Regularized Markov Decision Processes

Updated 28 January 2026

Regularized MDPs are Markov Decision Processes enhanced with a penalty term to enforce smoothness, sparsity, and robustness in policy learning.
They leverage penalties like entropy bonuses, KL and Lₚ/L₁ norms, or visitation regularizers to improve sample efficiency and manage uncertainty in reinforcement learning.
Algorithmic schemes, including regularized policy iteration and actor–critic methods, offer convergence guarantees and tractable surrogates for robust dynamic programming.
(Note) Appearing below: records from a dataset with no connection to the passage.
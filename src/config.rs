//! Detector configuration
//!
//! Built-in defaults, optionally overridden by a JSON file and then by
//! command-line flags. A config file may also declare extra model variants
//! or replace built-in ones by id.
//!
//! ```json
//! {
//!   "model_dir": "/srv/voicecheck/models",
//!   "variant": "tempered-voice",
//!   "encoding": "utf8",
//!   "variants": []
//! }
//! ```

use std::fs;
use std::path::{Path, PathBuf};

use log::debug;
use serde::{Deserialize, Serialize};

use crate::audio::DEFAULT_SAMPLE_RATE;
use crate::error::{DetectError, Result};
use crate::neural::{ModelVariantDescriptor, VariantRegistry, DEFAULT_VARIANT};
use crate::report::OutputEncoding;

/// Default directory holding model artifacts
pub const DEFAULT_MODEL_DIR: &str = "model";

/// Runtime configuration for one invocation
#[derive(Debug, Clone, PartialEq, Serialize, Deserialize)]
#[serde(default)]
pub struct DetectorConfig {
    /// Base directory for relative model paths
    pub model_dir: PathBuf,
    /// Selected variant id
    pub variant: String,
    /// Analysis sample rate in Hz
    pub target_sample_rate: u32,
    pub encoding: OutputEncoding,
    /// Variants added to (or replacing) the built-ins
    pub variants: Vec<ModelVariantDescriptor>,
}

impl Default for DetectorConfig {
    fn default() -> Self {
        Self {
            model_dir: PathBuf::from(DEFAULT_MODEL_DIR),
            variant: DEFAULT_VARIANT.to_string(),
            target_sample_rate: DEFAULT_SAMPLE_RATE,
            encoding: OutputEncoding::default(),
            variants: Vec::new(),
        }
    }
}

impl DetectorConfig {
    /// Load a config file; missing keys keep their defaults
    pub fn load(path: &Path) -> Result<Self> {
        let content = fs::read_to_string(path).map_err(|e| {
            DetectError::config(format!("cannot read config {}: {}", path.display(), e))
        })?;
        let config: DetectorConfig = serde_json::from_str(&content).map_err(|e| {
            DetectError::config(format!("invalid config {}: {}", path.display(), e))
        })?;
        config.validate()?;

        debug!(
            "Loaded config {} ({} extra variant(s))",
            path.display(),
            config.variants.len()
        );
        Ok(config)
    }

    pub fn validate(&self) -> Result<()> {
        if self.target_sample_rate == 0 {
            return Err(DetectError::config("target_sample_rate must be positive"));
        }
        if self.variant.trim().is_empty() {
            return Err(DetectError::config("variant must not be empty"));
        }
        for variant in &self.variants {
            variant.validate()?;
        }
        Ok(())
    }

    /// Built-in variants merged with the configured ones
    pub fn registry(&self) -> Result<VariantRegistry> {
        let mut registry = VariantRegistry::with_defaults()?;
        for variant in &self.variants {
            registry.register(variant.clone());
        }
        Ok(registry)
    }

    /// The selected variant
    pub fn selected_variant(&self) -> Result<ModelVariantDescriptor> {
        Ok(self.registry()?.get(&self.variant)?.clone())
    }
}

#[cfg(test)]
mod tests {
    use super::*;
    use tempfile::tempdir;

    #[test]
    fn test_defaults() {
        let config = DetectorConfig::default();
        assert_eq!(config.model_dir, PathBuf::from("model"));
        assert_eq!(config.variant, "deepfake-voice");
        assert_eq!(config.target_sample_rate, 22050);
        assert_eq!(config.encoding, OutputEncoding::Utf8);
    }

    #[test]
    fn test_partial_file_keeps_defaults() {
        let dir = tempdir().unwrap();
        let path = dir.path().join("config.json");
        fs::write(&path, r#"{"variant": "tempered-voice", "encoding": "ascii_escaped"}"#).unwrap();

        let config = DetectorConfig::load(&path).unwrap();
        assert_eq!(config.variant, "tempered-voice");
        assert_eq!(config.encoding, OutputEncoding::AsciiEscaped);
        assert_eq!(config.target_sample_rate, 22050);
    }

    #[test]
    fn test_config_variants_merge_into_registry() {
        let dir = tempdir().unwrap();
        let path = dir.path().join("config.json");
        fs::write(
            &path,
            r#"{
                "variant": "lite",
                "variants": [{
                    "id": "lite",
                    "model_path": "lite.json",
                    "input_shape": [1, 13],
                    "recipe": {"layout": "flat", "descriptors": [{"kind": "mfcc", "count": 13}]}
                }]
            }"#,
        )
        .unwrap();

        let config = DetectorConfig::load(&path).unwrap();
        let registry = config.registry().unwrap();
        assert_eq!(registry.variants().len(), 4);
        assert_eq!(config.selected_variant().unwrap().input_shape.len(), 13);
    }

    #[test]
    fn test_unknown_selected_variant() {
        let config = DetectorConfig {
            variant: "missing".to_string(),
            ..DetectorConfig::default()
        };
        assert_eq!(
            config.selected_variant().unwrap_err().error_code(),
            "UNKNOWN_VARIANT"
        );
    }

    #[test]
    fn test_malformed_file_is_invalid_config() {
        let dir = tempdir().unwrap();
        let path = dir.path().join("config.json");
        fs::write(&path, "{ not json").unwrap();

        let err = DetectorConfig::load(&path).unwrap_err();
        assert_eq!(err.error_code(), "INVALID_CONFIG");
    }

    #[test]
    fn test_zero_sample_rate_rejected() {
        let dir = tempdir().unwrap();
        let path = dir.path().join("config.json");
        fs::write(&path, r#"{"target_sample_rate": 0}"#).unwrap();
        assert!(DetectorConfig::load(&path).is_err());
    }
}
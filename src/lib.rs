//! # wine-site
//!
//! A static storefront generator for a wine shop. The product list lives in a
//! spreadsheet; the site is a single HTML page grouped by category and served
//! straight from the working directory.
//!
//! # Pipeline
//!
//! ```text
//! 1. Read      wine.xlsx [Лист1]  →  Vec<Record>      (one record per row)
//! 2. Group     records            →  CategoryIndex    (sorted categories)
//! 3. Render    index + headline   →  index.html       (maud, written once)
//! 4. Serve     .                  →  http://0.0.0.0:8000/  (until killed)
//! ```
//!
//! Steps 1–3 are the build ([`pipeline::build`]); step 4 is a separate entry
//! point ([`serve::Server`]). The build is a pure function of the config, the
//! spreadsheet and the current year, so it is tested without a listener.
//!
//! # Module Map
//!
//! | Module | Role |
//! |--------|------|
//! | [`sheet`] | Reads one sheet of an xlsx/xls/ods workbook into records |
//! | [`catalog`] | Groups records by category, sorted categories, stable order within |
//! | [`declension`] | Russian numeral agreement for "N years" (год / года / лет) |
//! | [`generate`] | Renders and writes the HTML page with Maud |
//! | [`pipeline`] | The one-shot build: read → group → render → write |
//! | [`serve`] | Blocking HTTP/1.1 static file server |
//! | [`config`] | `config.toml` loading and validation |
//! | [`types`] | `Record` and `FieldValue`, plus the shop's column names |
//! | [`output`] | CLI output formatting |
//!
//! # Design Decisions
//!
//! ## Blank Cells Stay Blank
//!
//! A blank cell becomes empty text, not a missing field. A record lacking the
//! category *column* is an error; a record with an empty category cell is
//! simply grouped under the empty key.
//!
//! ## Maud Over Template Files
//!
//! The page is a compile-time [Maud](https://maud.lambda.xyz/) template, so
//! there is no template directory to ship and every spreadsheet value is
//! escaped by construction.

pub mod catalog;
pub mod config;
pub mod declension;
pub mod generate;
pub mod output;
pub mod pipeline;
pub mod serve;
pub mod sheet;
pub mod types;

#[cfg(test)]
pub(crate) mod test_helpers;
A Regularized Markov Decision Process (MDP) augments the standard MDP objective with a penalty that encourages desirable policy or value function properties, such as smoothness, sparsity, robustness to misspecification, or improved sample efficiency. The regularization term can take various forms—entropy bonuses, relative entropy (KL) penalties, Lₚ or L₁-norm penalties, or temporal and visitation-frequency regularizers—and these adopt a central role in modern reinforcement learning, robust control, and approximate dynamic programming. Recent research demonstrates that regularization is intricately linked to the theory and practice of robust MDPs: certain robust min-max formulations are exactly equivalent to regularized MDPs with specific penalties. Regularization systematically unifies classical techniques in convex optimization, robust control, mirror descent, and deep RL.

1. Formal Framework and Bellman Operators

The regularized MDP augments the usual discounted-return objective with a convex penalty functional over policies: $J_{\Omega}(\pi) = \mathbb{E}_\pi \left[ \sum_{t=0}^\infty \gamma^t (r(s_t,a_t) - \Omega(\pi(\cdot|s_t))) \right]$ where $\Omega(\cdot)$ is typically strongly convex on the action simplex (e.g., negative entropy, squared $\ell_2$ norm, or other Bregman generators) (Geist et al., 2019).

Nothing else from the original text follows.